DATA TO EXAMINE
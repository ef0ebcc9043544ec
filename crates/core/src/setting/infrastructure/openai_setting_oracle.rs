use std::io::Cursor;
use std::path::Path;
use std::time::Duration;

use base64::engine::general_purpose::STANDARD;
use base64::Engine;
use image::{ImageFormat, ImageResult};
use serde::Deserialize;
use serde_json::{json, Value};

use crate::setting::domain::setting_oracle::{OracleError, SettingOracle};
use crate::shared::constants::{
    AFFIRMATIVE_ANSWERS, DEFAULT_ORACLE_BASE_URL, DEFAULT_ORACLE_MODEL,
    DEFAULT_ORACLE_TIMEOUT_SECS, ORACLE_MAX_TOKENS,
};
use crate::video::domain::frame_loader::{EncodedImage, FrameLoadError, FrameLoader};

const SYSTEM_PROMPT: &str =
    "You are an assistant that compares two images to determine if they show the same setting.";

const COMPARE_PROMPT: &str = "Decide whether the two images below show the same setting. \
A setting is a location where some action takes place; a video that moves between places \
has several settings. Take people's pose, hairstyle, clothes and the background lighting \
into account. Answer only 'Yes' or 'No'.";

/// MIME types vision endpoints accept as inline image data.
const INLINE_MIME_TYPES: &[&str] = &["image/jpeg", "image/png", "image/gif", "image/webp"];

/// Connection settings for an OpenAI-compatible chat completions endpoint.
#[derive(Clone, Debug)]
pub struct OpenAiOracleConfig {
    pub api_key: String,
    pub base_url: String,
    pub model: String,
    pub timeout: Duration,
}

impl Default for OpenAiOracleConfig {
    fn default() -> Self {
        Self {
            api_key: String::new(),
            base_url: DEFAULT_ORACLE_BASE_URL.to_string(),
            model: DEFAULT_ORACLE_MODEL.to_string(),
            timeout: Duration::from_secs(DEFAULT_ORACLE_TIMEOUT_SECS),
        }
    }
}

/// Asks a multimodal chat model whether two frames share a setting.
///
/// Both frames are sent inline as base64 data URLs in a single user
/// message. The reply is affirmative when, trimmed and lower-cased, it is
/// one of [`AFFIRMATIVE_ANSWERS`]; anything else is a "no".
pub struct OpenAiSettingOracle {
    client: reqwest::blocking::Client,
    config: OpenAiOracleConfig,
    loader: Box<dyn FrameLoader>,
}

#[derive(Deserialize)]
struct ChatCompletion {
    choices: Vec<ChatChoice>,
}

#[derive(Deserialize)]
struct ChatChoice {
    message: ChatMessage,
}

#[derive(Deserialize)]
struct ChatMessage {
    content: Option<String>,
}

impl OpenAiSettingOracle {
    pub fn new(
        config: OpenAiOracleConfig,
        loader: Box<dyn FrameLoader>,
    ) -> Result<Self, OracleError> {
        let client = reqwest::blocking::Client::builder()
            .timeout(config.timeout)
            .build()
            .map_err(OracleError::Request)?;
        Ok(Self {
            client,
            config,
            loader,
        })
    }

    fn endpoint(&self) -> String {
        format!(
            "{}/chat/completions",
            self.config.base_url.trim_end_matches('/')
        )
    }

    fn load(&self, path: &Path) -> Result<EncodedImage, OracleError> {
        let frame_error = |source| OracleError::FrameLoad {
            path: path.to_path_buf(),
            source,
        };
        let image = self.loader.load(path).map_err(frame_error)?;
        inline_image(image).map_err(|source| {
            frame_error(FrameLoadError::Decode {
                path: path.to_path_buf(),
                source,
            })
        })
    }

    fn request_body(&self, first: &EncodedImage, second: &EncodedImage) -> Value {
        json!({
            "model": self.config.model,
            "messages": [
                { "role": "system", "content": SYSTEM_PROMPT },
                {
                    "role": "user",
                    "content": [
                        { "type": "text", "text": COMPARE_PROMPT },
                        image_part(first),
                        image_part(second),
                    ],
                },
            ],
            "max_tokens": ORACLE_MAX_TOKENS,
        })
    }
}

/// Passes endpoint-friendly formats through and re-encodes anything else
/// (BMP, TIFF, ...) as PNG.
fn inline_image(image: EncodedImage) -> ImageResult<EncodedImage> {
    if INLINE_MIME_TYPES.contains(&image.mime_type) {
        return Ok(image);
    }
    let decoded = image::load_from_memory(&image.bytes)?;
    let mut bytes = Vec::new();
    decoded.write_to(&mut Cursor::new(&mut bytes), ImageFormat::Png)?;
    log::debug!("Re-encoded {} frame as PNG for the oracle", image.mime_type);
    Ok(EncodedImage {
        bytes,
        mime_type: ImageFormat::Png.to_mime_type(),
    })
}

fn image_part(image: &EncodedImage) -> Value {
    let url = format!(
        "data:{};base64,{}",
        image.mime_type,
        STANDARD.encode(&image.bytes)
    );
    json!({
        "type": "image_url",
        "image_url": { "url": url, "detail": "high" },
    })
}

fn map_transport_error(e: reqwest::Error) -> OracleError {
    if e.is_timeout() {
        OracleError::Timeout
    } else {
        OracleError::Request(e)
    }
}

/// Whether a free-text oracle reply means "same setting".
pub fn is_affirmative(answer: &str) -> bool {
    let answer = answer.trim().to_lowercase();
    AFFIRMATIVE_ANSWERS.contains(&answer.as_str())
}

impl SettingOracle for OpenAiSettingOracle {
    fn same_setting(&self, frame: &Path, other: &Path) -> Result<bool, OracleError> {
        let first = self.load(frame)?;
        let second = self.load(other)?;
        let body = self.request_body(&first, &second);

        let response = self
            .client
            .post(self.endpoint())
            .bearer_auth(&self.config.api_key)
            .json(&body)
            .send()
            .map_err(map_transport_error)?;

        let status = response.status();
        if !status.is_success() {
            let body = response.text().unwrap_or_default();
            return Err(OracleError::Status {
                status: status.as_u16(),
                body,
            });
        }

        let completion: ChatCompletion = response.json().map_err(|e| {
            if e.is_timeout() {
                OracleError::Timeout
            } else {
                OracleError::MalformedResponse(e.to_string())
            }
        })?;
        let content = completion
            .choices
            .into_iter()
            .next()
            .and_then(|c| c.message.content)
            .ok_or_else(|| OracleError::MalformedResponse("no message content".into()))?;

        let same = is_affirmative(&content);
        log::debug!(
            "oracle: {} vs {} -> {:?} ({})",
            frame.display(),
            other.display(),
            content.trim(),
            same
        );
        Ok(same)
    }
}

#[cfg(test)]
mod tests {
    use super::*;
    use rstest::rstest;
    use wiremock::matchers::{header, method, path};
    use wiremock::{Mock, MockServer, ResponseTemplate};

    /// Serves `image` for every path.
    struct StubLoader {
        image: EncodedImage,
    }

    impl StubLoader {
        fn png() -> Self {
            Self {
                image: EncodedImage {
                    bytes: vec![1, 2, 3],
                    mime_type: "image/png",
                },
            }
        }

        fn bmp() -> Self {
            let mut bytes = Vec::new();
            image::RgbImage::from_pixel(2, 2, image::Rgb([9, 9, 9]))
                .write_to(&mut Cursor::new(&mut bytes), ImageFormat::Bmp)
                .unwrap();
            Self {
                image: EncodedImage {
                    bytes,
                    mime_type: "image/bmp",
                },
            }
        }
    }

    impl FrameLoader for StubLoader {
        fn load(&self, _path: &Path) -> Result<EncodedImage, FrameLoadError> {
            Ok(self.image.clone())
        }
    }

    struct MissingLoader;

    impl FrameLoader for MissingLoader {
        fn load(&self, path: &Path) -> Result<EncodedImage, FrameLoadError> {
            Err(FrameLoadError::Io {
                path: path.to_path_buf(),
                source: std::io::Error::new(std::io::ErrorKind::NotFound, "gone"),
            })
        }
    }

    /// Mock chat completions endpoint. The server runs on its own thread;
    /// the runtime is only used to drive setup and inspection.
    struct MockEndpoint {
        server: MockServer,
        runtime: tokio::runtime::Runtime,
    }

    impl MockEndpoint {
        fn start(response: ResponseTemplate) -> Self {
            let runtime = tokio::runtime::Builder::new_current_thread()
                .enable_all()
                .build()
                .unwrap();
            let server = runtime.block_on(async {
                let server = MockServer::start().await;
                Mock::given(method("POST"))
                    .and(path("/v1/chat/completions"))
                    .and(header("authorization", "Bearer sk-test"))
                    .respond_with(response)
                    .mount(&server)
                    .await;
                server
            });
            Self { server, runtime }
        }

        fn oracle(&self, loader: Box<dyn FrameLoader>, timeout: Duration) -> OpenAiSettingOracle {
            let config = OpenAiOracleConfig {
                api_key: "sk-test".into(),
                base_url: format!("{}/v1", self.server.uri()),
                timeout,
                ..Default::default()
            };
            OpenAiSettingOracle::new(config, loader).unwrap()
        }

        fn request_bodies(&self) -> Vec<Value> {
            self.runtime
                .block_on(self.server.received_requests())
                .unwrap_or_default()
                .iter()
                .map(|r| serde_json::from_slice(&r.body).unwrap())
                .collect()
        }
    }

    fn completion(content: &str) -> ResponseTemplate {
        ResponseTemplate::new(200).set_body_json(
            json!({ "choices": [ { "message": { "role": "assistant", "content": content } } ] }),
        )
    }

    fn compare(oracle: &OpenAiSettingOracle) -> Result<bool, OracleError> {
        oracle.same_setting(Path::new("a.png"), Path::new("b.png"))
    }

    #[rstest]
    #[case("Yes", true)]
    #[case("yes.", true)]
    #[case("  TRUE  ", true)]
    #[case("True.", true)]
    #[case("No", false)]
    #[case("Yes, they do.", false)]
    #[case("", false)]
    fn test_is_affirmative(#[case] answer: &str, #[case] expected: bool) {
        assert_eq!(is_affirmative(answer), expected);
    }

    #[test]
    fn test_affirmative_reply_is_same_setting() {
        let endpoint = MockEndpoint::start(completion("Yes."));
        let oracle = endpoint.oracle(Box::new(StubLoader::png()), Duration::from_secs(5));

        assert!(compare(&oracle).unwrap());

        let bodies = endpoint.request_bodies();
        assert_eq!(bodies.len(), 1);
        let body = &bodies[0];
        assert_eq!(body["model"], DEFAULT_ORACLE_MODEL);
        assert_eq!(body["max_tokens"], ORACLE_MAX_TOKENS);
        let parts = body["messages"][1]["content"].as_array().unwrap();
        assert_eq!(parts.len(), 3);
        assert_eq!(parts[1]["image_url"]["url"], "data:image/png;base64,AQID");
        assert_eq!(parts[2]["image_url"]["detail"], "high");
    }

    #[test]
    fn test_negative_reply_is_different_setting() {
        let endpoint = MockEndpoint::start(completion("No"));
        let oracle = endpoint.oracle(Box::new(StubLoader::png()), Duration::from_secs(5));

        assert!(!compare(&oracle).unwrap());
    }

    #[test]
    fn test_http_error_status() {
        let endpoint = MockEndpoint::start(
            ResponseTemplate::new(500).set_body_json(json!({ "error": "boom" })),
        );
        let oracle = endpoint.oracle(Box::new(StubLoader::png()), Duration::from_secs(5));

        let err = compare(&oracle).unwrap_err();
        assert!(matches!(err, OracleError::Status { status: 500, .. }));
    }

    #[test]
    fn test_missing_content_is_malformed() {
        let endpoint =
            MockEndpoint::start(ResponseTemplate::new(200).set_body_json(json!({ "choices": [] })));
        let oracle = endpoint.oracle(Box::new(StubLoader::png()), Duration::from_secs(5));

        let err = compare(&oracle).unwrap_err();
        assert!(matches!(err, OracleError::MalformedResponse(_)));
    }

    #[test]
    fn test_slow_server_times_out() {
        let endpoint = MockEndpoint::start(completion("Yes").set_delay(Duration::from_secs(3)));
        let oracle = endpoint.oracle(Box::new(StubLoader::png()), Duration::from_millis(200));

        let err = compare(&oracle).unwrap_err();
        assert!(matches!(err, OracleError::Timeout));
    }

    #[test]
    fn test_bmp_frames_are_sent_as_png() {
        let endpoint = MockEndpoint::start(completion("No"));
        let oracle = endpoint.oracle(Box::new(StubLoader::bmp()), Duration::from_secs(5));

        assert!(!compare(&oracle).unwrap());

        let bodies = endpoint.request_bodies();
        let url = bodies[0]["messages"][1]["content"][1]["image_url"]["url"]
            .as_str()
            .unwrap();
        let data = url.strip_prefix("data:image/png;base64,").unwrap();
        let png = STANDARD.decode(data).unwrap();
        assert_eq!(image::guess_format(&png).unwrap(), ImageFormat::Png);
    }

    #[test]
    fn test_inline_formats_pass_through_untouched() {
        let original = EncodedImage {
            bytes: vec![0xff, 0xd8, 0xff],
            mime_type: "image/jpeg",
        };
        assert_eq!(inline_image(original.clone()).unwrap(), original);
    }

    #[test]
    fn test_undecodable_non_inline_frame_is_frame_error() {
        let loader = StubLoader {
            image: EncodedImage {
                bytes: b"BMnope".to_vec(),
                mime_type: "image/bmp",
            },
        };
        let oracle = OpenAiSettingOracle::new(
            OpenAiOracleConfig {
                base_url: "http://127.0.0.1:9".into(),
                ..Default::default()
            },
            Box::new(loader),
        )
        .unwrap();

        let err = compare(&oracle).unwrap_err();
        assert!(matches!(
            err,
            OracleError::FrameLoad {
                source: FrameLoadError::Decode { .. },
                ..
            }
        ));
    }

    #[test]
    fn test_unloadable_frame_fails_before_request() {
        let oracle = OpenAiSettingOracle::new(
            OpenAiOracleConfig {
                base_url: "http://127.0.0.1:9".into(),
                ..Default::default()
            },
            Box::new(MissingLoader),
        )
        .unwrap();

        let err = oracle
            .same_setting(Path::new("gone.png"), Path::new("b.png"))
            .unwrap_err();
        assert!(matches!(err, OracleError::FrameLoad { .. }));
    }
}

WHAT THIS TASK INVOLVES
Pick out each line in the material containing "method".

EXERCISE RESULT
    use wiremock::matchers::{header, method, path};
                Mock::given(method("POST"))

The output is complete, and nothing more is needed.